In the middle of the Réserve faunique des Laurentides, on the shores of Jacques-Cartier Lake and on Route 175, we find L'Étape, a rest area with food and refuelling Facilities. This stopover is the only one between Stoneham and Hébertville (Lac-Saint-Jean) or Saguenay.

Nearby, there is a rescue patrol station (extrication clamps) as well as an ambulance station. There is also the La Loutre reception center with its chalets and several camping pitches with or without services.

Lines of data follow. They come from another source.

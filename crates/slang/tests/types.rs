//! Subtype and coercion lattice properties (§4.7), exercised against
//! `slang::types` directly; the type-judge traversal itself is covered by
//! `judge.rs`'s own `#[cfg(test)]` module.

use slang::types::{is_subtype, make_union, Coercions};
use slang::Type;

#[test]
fn every_type_is_a_subtype_of_itself() {
    for t in [Type::Any, Type::Void, Type::Int, Type::Float, Type::Bool, Type::String, Type::array(Type::Int)] {
        assert!(is_subtype(&t, &t));
    }
}

#[test]
fn union_with_void_is_the_identity() {
    assert_eq!(make_union(Type::Void, Type::Bool), Type::Bool);
    assert_eq!(make_union(Type::Bool, Type::Void), Type::Bool);
}

#[test]
fn union_with_any_is_absorbing() {
    assert_eq!(make_union(Type::Any, Type::String), Type::Any);
    assert_eq!(make_union(Type::String, Type::Any), Type::Any);
}

#[test]
fn a_union_on_the_left_requires_both_arms_to_be_subtypes() {
    let union = Type::Union(Box::new(Type::Int), Box::new(Type::Bool));
    let wider = Type::Union(Box::new(union.clone()), Box::new(Type::String));
    assert!(is_subtype(&union, &wider));
}

#[test]
fn a_union_on_the_right_accepts_any_matching_arm() {
    let union = Type::Union(Box::new(Type::Int), Box::new(Type::String));
    assert!(is_subtype(&Type::Int, &union));
    assert!(is_subtype(&Type::String, &union));
    assert!(!is_subtype(&Type::Bool, &union));
}

#[test]
fn standard_coercions_form_a_bool_int_float_ladder() {
    let table = Coercions::standard();
    assert!(table.can_coerce(&Type::Bool, &Type::Int));
    assert!(table.can_coerce(&Type::Int, &Type::Float));
    assert!(table.can_coerce(&Type::Bool, &Type::Float));
    assert!(!table.can_coerce(&Type::Float, &Type::Bool));
    assert!(!table.can_coerce(&Type::Int, &Type::Bool));
}

#[test]
fn arithmetic_result_widens_to_the_coercible_side() {
    let table = Coercions::standard();
    assert_eq!(table.arithmetic_result(&Type::Int, &Type::Float), Type::Float);
    assert_eq!(table.arithmetic_result(&Type::Bool, &Type::Int), Type::Int);
    assert_eq!(table.arithmetic_result(&Type::Int, &Type::Int), Type::Int);
}
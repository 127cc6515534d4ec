//! The single error type surfaced by every fallible operation in the core.
//!
//! Grounded on `ouros::exception_private`'s `RunError`/`ExcType` shape: one
//! hand-rolled enum, `Cow<'static, str>` message payloads, helper
//! constructor methods, and a hand-written `Display` impl (no
//! `thiserror`/`anyhow`, matching the teacher's dependency stack).

use std::borrow::Cow;
use std::fmt;

use crate::position::Position;

/// `Result` alias used throughout the core, matching `ouros`'s
/// `pub type RunResult<T> = Result<T, RunError>`.
pub type Result<T> = std::result::Result<T, Error>;

/// One of the error kinds named by the error-handling design (see
/// `SPEC_FULL.md` section 7). None of these are caught inside the core;
/// they unwind to the host boundary (`slang-cli`).
#[derive(Debug, Clone)]
pub enum Error {
    /// Produced by the parsing collaborator (lexer/parser), not by CORE
    /// itself, but carried in the same enum so the host has a single
    /// failure type to format.
    ParseError { position: Position, message: Cow<'static, str> },
    /// `walk` found a free `Variable` with no environment definition.
    ResolveUnbound { name: String, position: Position },
    /// `Environment::add` was called with a name already bound in the same
    /// frame.
    EnvDuplicate { name: String },
    /// `Call` argument count did not match the callee's parameter count.
    ArityMismatch { expected: usize, got: usize, position: Position },
    /// An operator or builtin was applied to a value of the wrong shape.
    TypeMismatch { expected: Cow<'static, str>, got: Cow<'static, str>, position: Position },
    /// `Lookup` into a namespace found no definition with that name.
    NoSuchField { namespace: Cow<'static, str>, name: String, position: Position },
    /// `Index` was out of the array's bounds.
    OutOfBounds { index: i64, length: usize, position: Position },
    /// Integer division by zero.
    DivisionByZero { position: Position },
    /// An invariant internal to the core was violated; never expected to
    /// surface from well-formed input.
    InternalError { message: Cow<'static, str> },
}

impl Error {
    #[must_use]
    pub fn parse_error(position: Position, message: impl Into<Cow<'static, str>>) -> Self {
        Self::ParseError { position, message: message.into() }
    }

    #[must_use]
    pub fn resolve_unbound(name: impl Into<String>, position: Position) -> Self {
        Self::ResolveUnbound { name: name.into(), position }
    }

    #[must_use]
    pub fn env_duplicate(name: impl Into<String>) -> Self {
        Self::EnvDuplicate { name: name.into() }
    }

    #[must_use]
    pub fn arity_mismatch(expected: usize, got: usize, position: Position) -> Self {
        Self::ArityMismatch { expected, got, position }
    }

    #[must_use]
    pub fn type_mismatch(
        expected: impl Into<Cow<'static, str>>,
        got: impl Into<Cow<'static, str>>,
        position: Position,
    ) -> Self {
        Self::TypeMismatch { expected: expected.into(), got: got.into(), position }
    }

    #[must_use]
    pub fn no_such_field(namespace: impl Into<Cow<'static, str>>, name: impl Into<String>, position: Position) -> Self {
        Self::NoSuchField { namespace: namespace.into(), name: name.into(), position }
    }

    #[must_use]
    pub fn out_of_bounds(index: i64, length: usize, position: Position) -> Self {
        Self::OutOfBounds { index, length, position }
    }

    #[must_use]
    pub fn division_by_zero(position: Position) -> Self {
        Self::DivisionByZero { position }
    }

    #[must_use]
    pub fn internal(message: impl Into<Cow<'static, str>>) -> Self {
        Self::InternalError { message: message.into() }
    }

    /// The source position the error should be reported at, when it has
    /// one. `EnvDuplicate` and `InternalError` carry no AST position.
    #[must_use]
    pub fn position(&self) -> Option<Position> {
        match self {
            Self::ParseError { position, .. }
            | Self::ResolveUnbound { position, .. }
            | Self::ArityMismatch { position, .. }
            | Self::TypeMismatch { position, .. }
            | Self::NoSuchField { position, .. }
            | Self::OutOfBounds { position, .. } => Some(*position),
            Self::DivisionByZero { position } => Some(*position),
            Self::EnvDuplicate { .. } | Self::InternalError { .. } => None,
        }
    }
}

impl fmt::Display for Error {
    fn fmt(&self, f: &mut fmt::Formatter<'_>) -> fmt::Result {
        match self {
            Self::ParseError { position, message } => write!(f, "parse error at {position}: {message}"),
            Self::ResolveUnbound { name, position } => write!(f, "unbound name '{name}' at {position}"),
            Self::EnvDuplicate { name } => write!(f, "'{name}' is already defined in this scope"),
            Self::ArityMismatch { expected, got, position } => {
                write!(f, "arity mismatch at {position}: expected {expected} argument(s), got {got}")
            }
            Self::TypeMismatch { expected, got, position } => {
                write!(f, "type mismatch at {position}: expected {expected}, got {got}")
            }
            Self::NoSuchField { namespace, name, position } => {
                write!(f, "no field '{name}' in {namespace} at {position}")
            }
            Self::OutOfBounds { index, length, position } => {
                write!(f, "index {index} out of bounds for array of length {length} at {position}")
            }
            Self::DivisionByZero { position } => write!(f, "division by zero at {position}"),
            Self::InternalError { message } => write!(f, "internal error: {message}"),
        }
    }
}

impl std::error::Error for Error {}
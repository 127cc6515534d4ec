//! The render-flag stub (spec.md section 6's `--grid-*`/`--ppu`/`--zoom`
//! flags, section 9's "CLI graphical flags... have no effect on the
//! runtime core"). `RenderOptions` is parsed and validated by `main.rs`
//! but never consulted by `slang`; this module exists only to document the
//! seam where a rendering collaborator would take over.

use slang::Expr;

#[derive(Debug, Clone, Copy, PartialEq, Eq)]
pub enum GridPosition {
    Top,
    Bottom,
    None,
}

impl GridPosition {
    pub fn parse(raw: &str) -> Option<Self> {
        match raw {
            "top" => Some(Self::Top),
            "bottom" => Some(Self::Bottom),
            "none" => Some(Self::None),
            _ => None,
        }
    }
}

impl Default for GridPosition {
    fn default() -> Self {
        Self::Top
    }
}

/// The `--grid-*`/`--ppu`/`--zoom` flag group, defaults per section 6.
#[derive(Debug, Clone, Copy)]
pub struct RenderOptions {
    pub grid_size: u32,
    pub grid_fine: u32,
    pub grid_position: GridPosition,
    pub ppu: u32,
    pub zoom: u32,
}

impl Default for RenderOptions {
    fn default() -> Self {
        Self { grid_size: 4, grid_fine: 1, grid_position: GridPosition::default(), ppu: 8, zoom: 1 }
    }
}

/// The seam a rendering collaborator would hang off of: given the
/// evaluated result and the render flags, produce pixels somewhere (a
/// file, a window). Out of scope for this repository (section 1's
/// Non-goals treat grid/ppu/zoom rendering as an external collaborator),
/// so this always reports that no renderer is wired up rather than
/// attempting one.
pub fn render(options: &RenderOptions, _value: &Expr) -> Result<(), String> {
    Err(format!(
        "no rendering collaborator is available in this build (grid_size={}, grid_fine={}, grid_position={:?}, ppu={}, zoom={}); pass -p to print the JSON result, or an out_path to write it to a file",
        options.grid_size, options.grid_fine, options.grid_position, options.ppu, options.zoom
    ))
}
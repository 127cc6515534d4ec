//! The minimal structural type judge (section 4.7): assigns a `Type` to a
//! `walk`-ed expression without evaluating it, using the lattice and
//! coercion table from `types.rs`.
//!
//! New module, grounded on `original_source/slang/syntax/types.py`'s own
//! `judge`/`judge_expression` free functions (a structural, non-inferring
//! pass driven entirely by parameter annotations, never by a solver), and
//! on this crate's own `walk.rs` for the de Bruijn index bookkeeping: a
//! `judge` carries a parallel parameter-*type* stack instead of a
//! parameter-*name* stack, resolved with the same innermost-outward
//! arithmetic.
//!
//! Like `eval::simplify`, `judge` never consults an `Environment`: by the
//! time an expression reaches here it has already been `walk`-ed, so every
//! name is either a `Bound` index or a `Reference` carrying its own
//! resolved value to recurse into directly.

use crate::error::{Error, Result};
use crate::expr::{BinaryOp, Expr, ExprRef, FunctionBody, Stmt, UnaryOp};
use crate::position::Position;
use crate::types::{fold_union, is_subtype, make_union, Coercions, Type};

/// One frame per `FunctionDef` currently being descended into, innermost
/// last; mirrors `walk::ParamStack` but carries each parameter's
/// annotation (`Type::Any` when unannotated) instead of its name.
type TypeStack = Vec<Vec<Type>>;

/// Judges `expr`'s type from an empty context, i.e. `expr` is a
/// standalone, closed program rather than the body of some enclosing
/// function.
pub fn judge_program(expr: &ExprRef) -> Result<Type> {
    judge(expr, &mut TypeStack::new(), &mut Vec::new())
}

fn resolve_bound_type(stack: &TypeStack, index: usize) -> Option<Type> {
    let mut inner_slots = 0;
    for frame in stack.iter().rev() {
        if index < inner_slots + frame.len() {
            return Some(frame[index - inner_slots].clone());
        }
        inner_slots += frame.len();
    }
    None
}

/// Whether `from` may be passed where `to` is expected: either a
/// structural subtype, or a standard numeric coercion (section 4.7:
/// "parameter types admit the standard numeric coercions").
fn assignable(from: &Type, to: &Type) -> bool {
    is_subtype(from, to) || Coercions::standard().can_coerce(from, to)
}

fn judge(expr: &ExprRef, params: &mut TypeStack, this_stack: &mut Vec<Type>) -> Result<Type> {
    match expr.as_ref() {
        Expr::Int(_) => Ok(Type::Int),
        Expr::Float(_) => Ok(Type::Float),
        Expr::Bool(_) => Ok(Type::Bool),
        Expr::Str(_) => Ok(Type::String),

        Expr::Array(elements) => {
            let mut element_types = Vec::with_capacity(elements.len());
            for element in elements {
                element_types.push(judge(element, params, this_stack)?);
            }
            Ok(Type::array(fold_union(element_types)))
        }

        Expr::Variable { name, position } => Err(Error::resolve_unbound(name.clone(), *position)),

        Expr::Bound { name, index } => resolve_bound_type(params, *index)
            .ok_or_else(|| Error::internal(format!("Bound('{name}') has no matching parameter frame"))),

        Expr::Reference { value, .. } => judge(value, params, this_stack),

        Expr::This => {
            this_stack.last().cloned().ok_or_else(|| Error::internal("'this' judged outside a function body"))
        }

        Expr::UnaryOp { op, operand, position } => judge_unary(*op, operand, *position, params, this_stack),

        Expr::BinaryOp { op, lhs, rhs, position } => judge_binary(*op, lhs, rhs, *position, params, this_stack),

        Expr::If { test, then_branch, else_branch, position } => {
            let test_type = judge(test, params, this_stack)?;
            if !assignable(&test_type, &Type::Bool) && test_type != Type::Any {
                return Err(Error::type_mismatch("Bool", test_type.to_string(), *position));
            }
            let then_type = judge(then_branch, params, this_stack)?;
            let else_type = judge(else_branch, params, this_stack)?;
            Ok(make_union(then_type, else_type))
        }

        Expr::Block { statements, tail } => {
            for stmt in statements {
                if let Stmt::Bang { expr } = stmt {
                    judge(expr, params, this_stack)?;
                }
            }
            judge(tail, params, this_stack)
        }

        Expr::FunctionDef(def) => {
            let param_types: Vec<Type> =
                def.params.iter().map(|param| param.annotation.clone().unwrap_or(Type::Any)).collect();
            let return_type = match &def.body {
                // A native builtin's signature isn't expressed in this
                // lattice (see `DESIGN.md`); `Any` in, `Any` out is the
                // conservative, always-sound choice.
                FunctionBody::Native(_) => Type::Any,
                FunctionBody::Expr(body) => {
                    // The function's own type isn't known until its body
                    // is judged, so a recursive `this(...)` call inside the
                    // body is judged against `Any` rather than a precise
                    // fixpoint — a deliberate limitation of a *structural*,
                    // non-inferring judge (section 4.7, `DESIGN.md`).
                    this_stack.push(Type::Any);
                    params.push(param_types.clone());
                    let result = judge(body, params, this_stack);
                    params.pop();
                    this_stack.pop();
                    result?
                }
            };
            Ok(Type::function(param_types, return_type))
        }

        Expr::Call { callee, args, position } => {
            let callee_type = judge(callee, params, this_stack)?;
            let mut arg_types = Vec::with_capacity(args.len());
            for arg in args {
                arg_types.push(judge(arg, params, this_stack)?);
            }
            match callee_type {
                Type::Any => Ok(Type::Any),
                Type::Function(param_types, ret) => {
                    if param_types.len() != arg_types.len() {
                        return Err(Error::arity_mismatch(param_types.len(), arg_types.len(), *position));
                    }
                    for (arg_type, param_type) in arg_types.iter().zip(param_types.iter()) {
                        if !assignable(arg_type, param_type) && *param_type != Type::Any {
                            return Err(Error::type_mismatch(param_type.to_string(), arg_type.to_string(), *position));
                        }
                    }
                    Ok(*ret)
                }
                other => Err(Error::type_mismatch("Function", other.to_string(), *position)),
            }
        }

        // Namespaces have no structural representation in this lattice
        // (section 4.7 scopes the judge to scalars, arrays, and
        // functions); a `Lookup`/`NamespaceLit` is always typed `Any`.
        Expr::Lookup { base, .. } => {
            judge(base, params, this_stack)?;
            Ok(Type::Any)
        }

        Expr::Index { array, index, position } => {
            let array_type = judge(array, params, this_stack)?;
            let index_type = judge(index, params, this_stack)?;
            if index_type != Type::Int && index_type != Type::Any {
                return Err(Error::type_mismatch("Int", index_type.to_string(), *position));
            }
            match array_type {
                Type::Any => Ok(Type::Any),
                Type::Array(element) => Ok(*element),
                other => Err(Error::type_mismatch("Array", other.to_string(), *position)),
            }
        }

        Expr::NamespaceLit { definitions } => {
            for (_, value) in definitions {
                judge(value, params, this_stack)?;
            }
            Ok(Type::Any)
        }

        Expr::Namespace(_) => Ok(Type::Any),

        Expr::Closure(closure) => {
            let param_types: Vec<Type> =
                closure.def.params.iter().map(|param| param.annotation.clone().unwrap_or(Type::Any)).collect();
            let return_type = match &closure.def.body {
                FunctionBody::Native(_) => Type::Any,
                FunctionBody::Expr(body) => {
                    this_stack.push(Type::Any);
                    params.push(param_types.clone());
                    let result = judge(body, params, this_stack);
                    params.pop();
                    this_stack.pop();
                    result?
                }
            };
            Ok(Type::function(param_types, return_type))
        }
    }
}

fn judge_unary(op: UnaryOp, operand: &ExprRef, position: Position, params: &mut TypeStack, this_stack: &mut Vec<Type>) -> Result<Type> {
    let operand_type = judge(operand, params, this_stack)?;
    match op {
        UnaryOp::Plus | UnaryOp::Neg => match operand_type {
            Type::Int | Type::Float | Type::Any => Ok(operand_type),
            other => Err(Error::type_mismatch("Int or Float", other.to_string(), position)),
        },
        UnaryOp::BitNot => match operand_type {
            Type::Int | Type::Any => Ok(operand_type),
            other => Err(Error::type_mismatch("Int", other.to_string(), position)),
        },
        UnaryOp::Not => match operand_type {
            Type::Bool | Type::Any => Ok(operand_type),
            other => Err(Error::type_mismatch("Bool", other.to_string(), position)),
        },
    }
}

fn is_numeric_like(t: &Type) -> bool {
    matches!(t, Type::Int | Type::Float | Type::Any)
}

fn judge_binary(
    op: BinaryOp,
    lhs: &ExprRef,
    rhs: &ExprRef,
    position: Position,
    params: &mut TypeStack,
    this_stack: &mut Vec<Type>,
) -> Result<Type> {
    let lhs_type = judge(lhs, params, this_stack)?;
    let rhs_type = judge(rhs, params, this_stack)?;
    match op {
        BinaryOp::Add => {
            if let (Type::Array(a), Type::Array(b)) = (&lhs_type, &rhs_type) {
                return Ok(Type::array(make_union((**a).clone(), (**b).clone())));
            }
            if matches!(lhs_type, Type::Array(_)) || matches!(rhs_type, Type::Array(_)) {
                return Err(Error::type_mismatch("matching Array or numeric operands", "mismatched operands", position));
            }
            arithmetic_result(&lhs_type, &rhs_type, position)
        }
        BinaryOp::Sub | BinaryOp::Mul | BinaryOp::Div | BinaryOp::Pow | BinaryOp::Mod => {
            arithmetic_result(&lhs_type, &rhs_type, position)
        }
        // Equality is total over any two values (section 4.4); comparisons
        // require numeric-like operands.
        BinaryOp::Eq => Ok(Type::Bool),
        BinaryOp::Lt | BinaryOp::Gt | BinaryOp::Le | BinaryOp::Ge => {
            if is_numeric_like(&lhs_type) && is_numeric_like(&rhs_type) {
                Ok(Type::Bool)
            } else {
                Err(Error::type_mismatch("Int or Float", format!("{lhs_type} and {rhs_type}"), position))
            }
        }
    }
}

fn arithmetic_result(lhs_type: &Type, rhs_type: &Type, position: Position) -> Result<Type> {
    if !is_numeric_like(lhs_type) || !is_numeric_like(rhs_type) {
        return Err(Error::type_mismatch("Int or Float", format!("{lhs_type} and {rhs_type}"), position));
    }
    Ok(Coercions::standard().arithmetic_result(lhs_type, rhs_type))
}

Camp Mercier is located at km 94 of Route 175. It has a reception centre with 14 cabins, food, first aid and equipment rental service. You can practice fishing, small and big game hunting, cross-country skiing, snowshoeing and snowmobiling depending on the season on the provincial snowmobile trail only.

== Access ==

The reserve, often called "the park" by locals, is split in half by route 175, linking the cities of Quebec and Saguenay. Route 169 leads to Hebertville, the main entrance to the Lac St-Jean area.

The route 175, named Boulevard Talbot in honor of Antonio Talbot, Member of Parliament for Chicoutimi and Minister of Roads under Maurice Duplessis, crosses the wildlife reserve between the city of Quebec, on the one hand, and the cities of Saguenay and Hébertville, on the other hand. It is a road which had, depending on the sector, one or two lanes in each direction.

Significant work was undertaken in 2006 and was completed in 2012, the road now has two lanes in each direction.

The year 2020 was the 125th anniversary of the Laurentides Wildlife Reserve.